Nur Meylawati dari LBH APIK Jakarta mengatakan, kekerasan terhadap PRT dipicu adanya relasi kuasa antara pemberi kerja dengan PRT. Namun, ketika mengalami kekerasan PRT sering tidak meiliki akses untuk melaporkan kejadian yang menimpanya.
“Karena ranahnya yang privat, jadi tidak ada orang yang melihat kejadian secara langsung ketika PRT mengalami kekerasan” jelas Meyla.
Tantangan lainnya, Aparat Penegak Hukum (APH) belum memiliki perspektif terhadap kasus-kasus yang dialami PRT. Melihat kondisi ini maka pemerintah dan parlemen didesak untuk tidak lagi menunda pengesahan UU Perlindungan PRT yang sudah 18 tahun mandek di DPR.
Parlemen maupun pemerintah dinilai tidak serius membahas RUU PPRT. Mandeknya pembahasan RUU PPRT selama 18 tahun menunjukkan adanya arogansi dan kepentingan politis para pembuat kebijakan.
Ketika terjadi pembahasan RUU PPRT para anggota legislatif ini lebih mencerminkan sebagai pemberi kerja daripada wakil rakyat yang harus memperjuangkan kepentingan konstituen.”
“Ketika terjadi pembahasan RUU PPRT para anggota legislatif ini lebih mencerminkan sebagai pemberi kerja daripada wakil rakyat yang harus memperjuangkan kepentingan konstituen.” ujar Lita.
Padahal kehadiran RUU PPRT akan membongkar pembagian kerja yang tidak adil di ranah domestik dan membangun budaya kerja yang lebih berperspektif gender. Sekaligus sebagai upaya untuk membangun kesadaran masyarakat bahwa care work atau kerja-kerja pengasuhan dan perawatan merupakan pekerjaan bernilai yang harus dihargai, diapresiasi, dan diupah secara layak sebagaimana pekerjaan lainnya.
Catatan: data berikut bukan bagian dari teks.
use std::{collections::HashSet, fs, path::Path};

use serde::{Deserialize, Serialize};

use crate::types::{
    INT_WIDTH, VARCHAR_UNIT_WIDTH,
    error::DatabaseError,
    value::DataType,
};

/// Represents a column definition in a table schema
#[derive(Debug, Clone, PartialEq, Eq, Serialize, Deserialize)]
pub struct ColumnSchema {
    pub name: String,
    #[serde(rename = "type")]
    pub data_type: DataType,
    /// Declared character capacity for VARCHAR, 0 for INT
    pub length: usize,
}

impl ColumnSchema {
    pub fn int(name: impl Into<String>) -> Self {
        Self {
            name: name.into(),
            data_type: DataType::Int,
            length: 0,
        }
    }

    pub fn varchar(name: impl Into<String>, length: usize) -> Self {
        Self {
            name: name.into(),
            data_type: DataType::Varchar,
            length,
        }
    }

    /// Bytes this column occupies in a row slot
    pub fn width(&self) -> usize {
        match self.data_type {
            DataType::Int => INT_WIDTH,
            DataType::Varchar => self.length * VARCHAR_UNIT_WIDTH,
        }
    }

    /// Only INT columns carry an equality index
    pub fn is_indexed(&self) -> bool {
        self.data_type == DataType::Int
    }
}

/// Represents a complete table schema with all column definitions
#[derive(Debug, Clone, PartialEq, Eq, Serialize, Deserialize)]
pub struct TableSchema {
    #[serde(skip)]
    pub table_name: String,
    pub columns: Vec<ColumnSchema>,
}

impl TableSchema {
    /// Build a schema, rejecting empty column lists, duplicate names and
    /// zero-length VARCHAR columns.
    pub fn new(table_name: impl Into<String>, columns: Vec<ColumnSchema>) -> Result<Self, DatabaseError> {
        let schema = Self {
            table_name: table_name.into(),
            columns,
        };
        schema.validate()?;
        Ok(schema)
    }

    fn validate(&self) -> Result<(), DatabaseError> {
        if self.columns.is_empty() {
            return Err(DatabaseError::InvalidSchema {
                details: format!("table '{}' must have at least one column", self.table_name),
            });
        }

        let mut column_names = HashSet::new();
        for column in &self.columns {
            if !column_names.insert(column.name.as_str()) {
                return Err(DatabaseError::InvalidSchema {
                    details: format!("duplicate column name: {}", column.name),
                });
            }
            if column.data_type == DataType::Varchar && column.length == 0 {
                return Err(DatabaseError::InvalidSchema {
                    details: format!("VARCHAR column '{}' needs a non-zero length", column.name),
                });
            }
        }

        Ok(())
    }

    pub fn row_size(&self) -> usize {
        self.columns.iter().map(ColumnSchema::width).sum()
    }

    /// Get column by name
    pub fn get_column(&self, name: &str) -> Option<&ColumnSchema> {
        self.columns.iter().find(|col| col.name == name)
    }

    /// Get column index by name
    pub fn get_column_index(&self, name: &str) -> Option<usize> {
        self.columns.iter().position(|col| col.name == name)
    }

    /// Like `get_column_index`, but an unknown name is an error
    pub fn require_column_index(&self, name: &str) -> Result<usize, DatabaseError> {
        self.get_column_index(name)
            .ok_or_else(|| DatabaseError::UnknownColumn {
                name: name.to_string(),
                table: self.table_name.clone(),
            })
    }

    /// Get all column names in order
    pub fn column_names(&self) -> Vec<&str> {
        self.columns.iter().map(|col| col.name.as_str()).collect()
    }

    /// Positions and schemas of every indexed column
    pub fn indexed_columns(&self) -> impl Iterator<Item = (usize, &ColumnSchema)> {
        self.columns
            .iter()
            .enumerate()
            .filter(|(_, col)| col.is_indexed())
    }

    /// Render as the CREATE TABLE statement that would produce this schema
    pub fn to_sql(&self) -> String {
        let column_defs: Vec<String> = self
            .columns
            .iter()
            .map(|col| match col.data_type {
                DataType::Int => format!("{} INT", col.name),
                DataType::Varchar => format!("{} VARCHAR({})", col.name, col.length),
            })
            .collect();
        format!("CREATE TABLE {} ({})", self.table_name, column_defs.join(", "))
    }

    pub fn save(&self, path: &Path) -> Result<(), DatabaseError> {
        let json = serde_json::to_vec(self)?;
        fs::write(path, json)?;
        Ok(())
    }

    pub fn load(path: &Path, table_name: impl Into<String>) -> Result<Self, DatabaseError> {
        let bytes = fs::read(path)?;
        let mut schema: TableSchema = serde_json::from_slice(&bytes)?;
        schema.table_name = table_name.into();
        schema.validate()?;
        Ok(schema)
    }
}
Jala PRT dan organisasi-organisasi terkait juga mendesak pemerintah agar segera meratifikasi ILO No.189 tentang Pekerjaan yang Layak bagi PRT dan meratifikasi Konvensi ILO No.190 tentang Kekerasan dan Pelecehan di Dunia Kerja sebagai mekanisme dalam memberikan jaminan perlindungan bagi pekerja informal seperti PRT.